# PROMPT
Lines with the string "EditError" must each be copied from the listing.

# THE DATA
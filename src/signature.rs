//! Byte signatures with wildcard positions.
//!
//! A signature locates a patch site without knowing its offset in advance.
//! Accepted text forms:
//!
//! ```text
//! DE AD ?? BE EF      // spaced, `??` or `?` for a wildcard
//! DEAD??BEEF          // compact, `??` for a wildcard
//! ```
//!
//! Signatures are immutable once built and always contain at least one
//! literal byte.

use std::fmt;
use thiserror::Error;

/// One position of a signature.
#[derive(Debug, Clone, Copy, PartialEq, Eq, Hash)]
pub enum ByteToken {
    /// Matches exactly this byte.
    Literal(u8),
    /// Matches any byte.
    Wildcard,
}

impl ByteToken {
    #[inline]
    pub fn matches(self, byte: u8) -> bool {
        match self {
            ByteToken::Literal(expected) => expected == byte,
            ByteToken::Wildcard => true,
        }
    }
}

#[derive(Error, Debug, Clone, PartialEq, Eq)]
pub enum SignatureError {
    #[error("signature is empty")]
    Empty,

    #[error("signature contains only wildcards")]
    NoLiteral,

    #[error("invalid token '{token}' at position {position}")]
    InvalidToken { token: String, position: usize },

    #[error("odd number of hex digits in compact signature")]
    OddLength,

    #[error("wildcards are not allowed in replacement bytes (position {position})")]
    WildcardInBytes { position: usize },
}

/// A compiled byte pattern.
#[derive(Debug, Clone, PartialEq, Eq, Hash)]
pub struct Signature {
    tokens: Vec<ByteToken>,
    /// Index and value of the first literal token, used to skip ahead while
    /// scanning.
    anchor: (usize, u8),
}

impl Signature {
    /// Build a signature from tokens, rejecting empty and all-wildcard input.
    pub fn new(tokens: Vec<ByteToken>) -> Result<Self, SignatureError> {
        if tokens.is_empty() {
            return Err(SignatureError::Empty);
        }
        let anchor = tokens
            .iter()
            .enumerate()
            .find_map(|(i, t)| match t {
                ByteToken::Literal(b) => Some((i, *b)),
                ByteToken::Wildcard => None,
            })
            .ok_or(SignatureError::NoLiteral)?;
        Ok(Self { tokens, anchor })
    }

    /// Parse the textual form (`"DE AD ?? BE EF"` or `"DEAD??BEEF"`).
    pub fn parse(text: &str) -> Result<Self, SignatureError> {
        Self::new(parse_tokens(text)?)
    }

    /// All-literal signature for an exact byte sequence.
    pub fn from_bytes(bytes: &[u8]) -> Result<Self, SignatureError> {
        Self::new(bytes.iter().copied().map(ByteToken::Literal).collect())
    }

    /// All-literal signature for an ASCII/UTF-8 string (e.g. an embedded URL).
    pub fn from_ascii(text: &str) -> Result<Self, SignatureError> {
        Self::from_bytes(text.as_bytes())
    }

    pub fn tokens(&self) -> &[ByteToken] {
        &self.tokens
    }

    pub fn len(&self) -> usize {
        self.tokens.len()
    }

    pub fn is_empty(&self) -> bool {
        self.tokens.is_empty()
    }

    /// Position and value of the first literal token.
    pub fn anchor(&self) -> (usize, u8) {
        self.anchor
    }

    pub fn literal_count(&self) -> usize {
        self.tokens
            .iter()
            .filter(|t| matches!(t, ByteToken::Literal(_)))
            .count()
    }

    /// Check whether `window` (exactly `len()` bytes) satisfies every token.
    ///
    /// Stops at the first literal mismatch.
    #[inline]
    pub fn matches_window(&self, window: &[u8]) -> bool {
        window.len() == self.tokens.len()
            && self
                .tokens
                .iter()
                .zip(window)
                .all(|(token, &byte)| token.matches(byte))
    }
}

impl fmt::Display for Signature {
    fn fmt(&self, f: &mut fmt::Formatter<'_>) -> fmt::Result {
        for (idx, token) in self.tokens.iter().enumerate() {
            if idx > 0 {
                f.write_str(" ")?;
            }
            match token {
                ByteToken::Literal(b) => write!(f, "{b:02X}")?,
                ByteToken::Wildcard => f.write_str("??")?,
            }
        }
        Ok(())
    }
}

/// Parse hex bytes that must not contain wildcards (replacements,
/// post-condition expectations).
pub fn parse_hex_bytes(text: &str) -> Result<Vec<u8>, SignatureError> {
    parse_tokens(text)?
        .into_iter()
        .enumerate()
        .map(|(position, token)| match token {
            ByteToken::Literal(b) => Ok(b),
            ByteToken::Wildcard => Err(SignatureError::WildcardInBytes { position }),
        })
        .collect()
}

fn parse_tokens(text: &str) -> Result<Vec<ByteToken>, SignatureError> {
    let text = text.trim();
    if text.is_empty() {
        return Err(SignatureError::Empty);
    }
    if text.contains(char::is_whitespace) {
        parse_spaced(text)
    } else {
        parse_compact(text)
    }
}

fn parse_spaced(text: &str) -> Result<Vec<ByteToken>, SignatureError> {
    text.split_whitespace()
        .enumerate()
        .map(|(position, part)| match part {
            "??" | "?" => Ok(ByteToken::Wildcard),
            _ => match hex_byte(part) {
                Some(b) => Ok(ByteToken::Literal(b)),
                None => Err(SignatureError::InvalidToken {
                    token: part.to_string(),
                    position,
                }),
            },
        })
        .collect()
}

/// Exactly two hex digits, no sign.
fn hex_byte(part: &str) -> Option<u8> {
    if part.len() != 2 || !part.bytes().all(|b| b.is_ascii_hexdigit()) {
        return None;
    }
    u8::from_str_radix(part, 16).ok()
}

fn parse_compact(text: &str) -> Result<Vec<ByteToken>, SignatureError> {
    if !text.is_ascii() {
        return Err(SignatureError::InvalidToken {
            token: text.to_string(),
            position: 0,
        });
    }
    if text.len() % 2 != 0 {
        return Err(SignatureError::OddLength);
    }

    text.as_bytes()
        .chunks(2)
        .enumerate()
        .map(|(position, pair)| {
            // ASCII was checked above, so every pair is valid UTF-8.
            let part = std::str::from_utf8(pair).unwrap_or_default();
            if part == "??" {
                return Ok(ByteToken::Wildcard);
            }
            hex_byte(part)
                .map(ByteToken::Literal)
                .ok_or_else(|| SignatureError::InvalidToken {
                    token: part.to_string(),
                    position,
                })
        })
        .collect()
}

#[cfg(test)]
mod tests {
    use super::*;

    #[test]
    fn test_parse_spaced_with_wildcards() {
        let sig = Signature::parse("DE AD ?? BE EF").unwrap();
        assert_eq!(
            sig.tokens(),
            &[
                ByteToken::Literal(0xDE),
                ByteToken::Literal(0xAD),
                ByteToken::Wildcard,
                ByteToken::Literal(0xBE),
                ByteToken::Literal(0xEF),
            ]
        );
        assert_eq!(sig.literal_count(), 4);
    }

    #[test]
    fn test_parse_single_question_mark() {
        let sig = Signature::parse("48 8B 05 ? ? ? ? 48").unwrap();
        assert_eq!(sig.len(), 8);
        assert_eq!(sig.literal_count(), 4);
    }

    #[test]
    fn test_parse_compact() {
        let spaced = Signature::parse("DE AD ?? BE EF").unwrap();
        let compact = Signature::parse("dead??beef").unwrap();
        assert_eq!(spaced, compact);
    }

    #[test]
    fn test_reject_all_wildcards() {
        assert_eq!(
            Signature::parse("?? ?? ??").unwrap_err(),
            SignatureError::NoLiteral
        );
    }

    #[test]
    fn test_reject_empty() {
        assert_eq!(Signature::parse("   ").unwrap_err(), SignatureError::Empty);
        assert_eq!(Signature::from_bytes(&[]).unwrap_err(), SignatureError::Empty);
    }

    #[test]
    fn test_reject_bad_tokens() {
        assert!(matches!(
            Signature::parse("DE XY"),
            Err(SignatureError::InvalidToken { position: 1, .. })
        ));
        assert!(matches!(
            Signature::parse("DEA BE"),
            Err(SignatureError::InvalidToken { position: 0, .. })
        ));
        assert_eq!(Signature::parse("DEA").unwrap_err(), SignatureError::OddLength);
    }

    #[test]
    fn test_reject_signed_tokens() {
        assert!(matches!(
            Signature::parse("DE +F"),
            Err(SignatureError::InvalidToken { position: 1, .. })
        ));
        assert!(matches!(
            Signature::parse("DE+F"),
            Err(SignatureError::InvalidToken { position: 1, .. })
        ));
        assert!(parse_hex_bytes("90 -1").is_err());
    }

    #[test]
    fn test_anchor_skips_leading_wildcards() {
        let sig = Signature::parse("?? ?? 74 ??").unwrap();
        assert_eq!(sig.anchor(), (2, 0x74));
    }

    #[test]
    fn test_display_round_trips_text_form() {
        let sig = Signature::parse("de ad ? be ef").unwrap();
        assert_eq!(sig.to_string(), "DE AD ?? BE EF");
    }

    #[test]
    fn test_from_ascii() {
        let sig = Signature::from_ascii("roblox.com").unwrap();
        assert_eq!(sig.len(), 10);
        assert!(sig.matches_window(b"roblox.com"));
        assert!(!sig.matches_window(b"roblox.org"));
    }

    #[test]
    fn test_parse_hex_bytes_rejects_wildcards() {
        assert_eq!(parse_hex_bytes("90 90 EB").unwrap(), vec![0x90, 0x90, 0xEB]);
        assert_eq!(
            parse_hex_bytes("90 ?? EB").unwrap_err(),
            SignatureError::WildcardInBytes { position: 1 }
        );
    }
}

---

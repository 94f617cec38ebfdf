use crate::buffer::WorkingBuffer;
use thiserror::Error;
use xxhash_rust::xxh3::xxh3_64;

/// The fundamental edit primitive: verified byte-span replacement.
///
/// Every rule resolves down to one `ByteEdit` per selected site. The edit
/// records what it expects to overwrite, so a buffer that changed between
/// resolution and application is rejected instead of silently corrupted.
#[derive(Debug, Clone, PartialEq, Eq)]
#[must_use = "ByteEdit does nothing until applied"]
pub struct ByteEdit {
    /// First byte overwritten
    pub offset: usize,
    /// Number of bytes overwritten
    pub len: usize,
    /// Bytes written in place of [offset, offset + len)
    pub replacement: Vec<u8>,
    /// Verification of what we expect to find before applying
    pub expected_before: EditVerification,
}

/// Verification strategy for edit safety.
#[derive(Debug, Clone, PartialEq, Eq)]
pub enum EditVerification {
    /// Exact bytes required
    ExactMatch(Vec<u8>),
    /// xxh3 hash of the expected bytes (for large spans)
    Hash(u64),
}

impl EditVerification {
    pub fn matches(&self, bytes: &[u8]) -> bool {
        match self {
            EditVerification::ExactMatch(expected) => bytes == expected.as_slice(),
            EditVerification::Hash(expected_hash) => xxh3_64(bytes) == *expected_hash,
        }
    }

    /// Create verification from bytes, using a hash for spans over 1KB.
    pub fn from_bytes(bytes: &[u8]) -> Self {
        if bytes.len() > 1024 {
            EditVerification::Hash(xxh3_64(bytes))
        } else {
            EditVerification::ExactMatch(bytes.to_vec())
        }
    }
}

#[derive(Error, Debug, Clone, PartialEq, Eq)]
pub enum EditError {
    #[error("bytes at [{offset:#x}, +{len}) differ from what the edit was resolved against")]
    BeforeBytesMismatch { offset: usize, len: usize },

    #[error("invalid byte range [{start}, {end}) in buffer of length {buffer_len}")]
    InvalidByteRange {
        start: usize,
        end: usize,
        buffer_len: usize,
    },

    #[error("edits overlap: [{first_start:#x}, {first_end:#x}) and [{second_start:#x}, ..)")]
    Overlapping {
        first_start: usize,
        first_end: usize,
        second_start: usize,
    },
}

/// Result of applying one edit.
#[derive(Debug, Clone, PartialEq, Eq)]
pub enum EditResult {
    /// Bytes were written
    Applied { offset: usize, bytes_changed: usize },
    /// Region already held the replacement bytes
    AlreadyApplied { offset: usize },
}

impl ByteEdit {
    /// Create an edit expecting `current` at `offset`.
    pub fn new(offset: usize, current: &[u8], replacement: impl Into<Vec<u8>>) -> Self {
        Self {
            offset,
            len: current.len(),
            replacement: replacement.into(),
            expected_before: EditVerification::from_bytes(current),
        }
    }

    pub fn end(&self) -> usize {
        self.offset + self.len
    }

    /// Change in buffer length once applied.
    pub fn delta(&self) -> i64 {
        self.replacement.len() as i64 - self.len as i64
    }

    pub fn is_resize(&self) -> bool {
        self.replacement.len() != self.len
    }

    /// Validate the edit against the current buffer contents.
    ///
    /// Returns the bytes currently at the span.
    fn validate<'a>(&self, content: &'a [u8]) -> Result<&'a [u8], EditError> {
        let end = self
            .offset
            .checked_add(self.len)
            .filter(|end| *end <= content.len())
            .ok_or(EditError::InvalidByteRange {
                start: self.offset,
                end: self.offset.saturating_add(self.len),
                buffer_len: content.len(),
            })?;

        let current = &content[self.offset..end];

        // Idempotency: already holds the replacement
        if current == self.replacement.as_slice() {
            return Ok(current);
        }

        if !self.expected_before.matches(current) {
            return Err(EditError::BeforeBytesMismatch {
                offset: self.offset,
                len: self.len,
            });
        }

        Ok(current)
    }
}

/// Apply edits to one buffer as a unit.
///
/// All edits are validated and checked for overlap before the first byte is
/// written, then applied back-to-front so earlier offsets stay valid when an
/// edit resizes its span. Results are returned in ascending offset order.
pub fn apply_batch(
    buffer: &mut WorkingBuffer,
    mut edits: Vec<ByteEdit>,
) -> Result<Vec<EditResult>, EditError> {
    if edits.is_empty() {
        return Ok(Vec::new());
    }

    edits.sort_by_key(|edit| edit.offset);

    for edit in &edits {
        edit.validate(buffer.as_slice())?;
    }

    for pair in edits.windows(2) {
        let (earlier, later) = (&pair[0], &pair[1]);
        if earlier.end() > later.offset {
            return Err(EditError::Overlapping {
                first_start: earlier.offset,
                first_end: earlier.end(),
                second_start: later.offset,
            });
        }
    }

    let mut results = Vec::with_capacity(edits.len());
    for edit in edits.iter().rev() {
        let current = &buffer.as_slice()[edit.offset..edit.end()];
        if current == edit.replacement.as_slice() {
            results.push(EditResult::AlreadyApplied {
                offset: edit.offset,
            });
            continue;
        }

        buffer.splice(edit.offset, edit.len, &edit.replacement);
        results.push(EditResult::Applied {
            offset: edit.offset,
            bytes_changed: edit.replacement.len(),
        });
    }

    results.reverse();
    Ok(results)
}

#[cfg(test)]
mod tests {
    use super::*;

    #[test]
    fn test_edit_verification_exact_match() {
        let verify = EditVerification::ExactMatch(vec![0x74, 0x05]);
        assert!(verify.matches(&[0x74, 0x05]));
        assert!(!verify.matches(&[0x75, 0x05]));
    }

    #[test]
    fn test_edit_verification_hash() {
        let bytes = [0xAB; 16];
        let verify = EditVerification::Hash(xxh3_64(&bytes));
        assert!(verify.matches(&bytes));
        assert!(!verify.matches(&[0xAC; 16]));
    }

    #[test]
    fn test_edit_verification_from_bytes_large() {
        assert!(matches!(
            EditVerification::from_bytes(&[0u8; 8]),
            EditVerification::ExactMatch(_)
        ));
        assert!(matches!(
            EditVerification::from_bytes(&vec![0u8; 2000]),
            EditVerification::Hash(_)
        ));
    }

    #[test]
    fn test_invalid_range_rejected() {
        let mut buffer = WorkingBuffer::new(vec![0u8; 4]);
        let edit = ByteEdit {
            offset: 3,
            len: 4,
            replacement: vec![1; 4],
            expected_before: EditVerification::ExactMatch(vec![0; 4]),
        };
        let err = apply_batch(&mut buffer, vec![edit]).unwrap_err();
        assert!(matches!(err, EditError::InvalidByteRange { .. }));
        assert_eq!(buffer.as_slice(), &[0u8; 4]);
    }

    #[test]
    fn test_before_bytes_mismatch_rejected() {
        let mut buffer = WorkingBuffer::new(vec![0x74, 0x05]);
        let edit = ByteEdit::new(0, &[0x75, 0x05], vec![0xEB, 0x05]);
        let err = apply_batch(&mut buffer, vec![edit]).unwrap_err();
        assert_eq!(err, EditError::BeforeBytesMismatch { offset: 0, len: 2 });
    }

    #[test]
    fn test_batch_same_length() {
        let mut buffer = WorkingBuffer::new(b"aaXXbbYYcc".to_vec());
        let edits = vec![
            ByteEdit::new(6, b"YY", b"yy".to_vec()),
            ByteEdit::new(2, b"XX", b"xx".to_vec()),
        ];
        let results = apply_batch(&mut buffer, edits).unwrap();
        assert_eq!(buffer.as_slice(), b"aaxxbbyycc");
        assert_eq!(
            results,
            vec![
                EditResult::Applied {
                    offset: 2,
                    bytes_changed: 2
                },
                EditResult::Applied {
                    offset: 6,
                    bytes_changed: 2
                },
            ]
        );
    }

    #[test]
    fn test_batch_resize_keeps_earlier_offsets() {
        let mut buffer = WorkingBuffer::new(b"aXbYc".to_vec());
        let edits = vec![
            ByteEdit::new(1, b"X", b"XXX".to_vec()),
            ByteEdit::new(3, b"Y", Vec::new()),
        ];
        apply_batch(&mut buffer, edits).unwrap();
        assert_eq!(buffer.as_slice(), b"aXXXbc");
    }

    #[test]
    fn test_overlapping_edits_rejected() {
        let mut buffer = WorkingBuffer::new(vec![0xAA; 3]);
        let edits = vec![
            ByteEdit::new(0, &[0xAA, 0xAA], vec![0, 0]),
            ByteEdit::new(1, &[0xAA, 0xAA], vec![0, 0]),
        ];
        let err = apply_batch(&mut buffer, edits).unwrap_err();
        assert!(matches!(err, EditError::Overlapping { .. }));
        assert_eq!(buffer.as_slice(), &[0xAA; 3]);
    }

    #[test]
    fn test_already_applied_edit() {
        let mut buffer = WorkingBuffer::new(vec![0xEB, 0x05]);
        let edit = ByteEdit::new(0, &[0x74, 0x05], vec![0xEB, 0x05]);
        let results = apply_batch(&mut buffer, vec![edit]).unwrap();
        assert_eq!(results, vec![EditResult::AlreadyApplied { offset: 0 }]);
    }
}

# SOLUTION TO THIS EXERCISE
pub enum EditError {
    fn validate<'a>(&self, content: &'a [u8]) -> Result<&'a [u8], EditError> {
            .ok_or(EditError::InvalidByteRange {
            return Err(EditError::BeforeBytesMismatch {
) -> Result<Vec<EditResult>, EditError> {
            return Err(EditError::Overlapping {
        assert!(matches!(err, EditError::InvalidByteRange { .. }));
        assert_eq!(err, EditError::BeforeBytesMismatch { offset: 0, len: 2 });
        assert!(matches!(err, EditError::Overlapping { .. }));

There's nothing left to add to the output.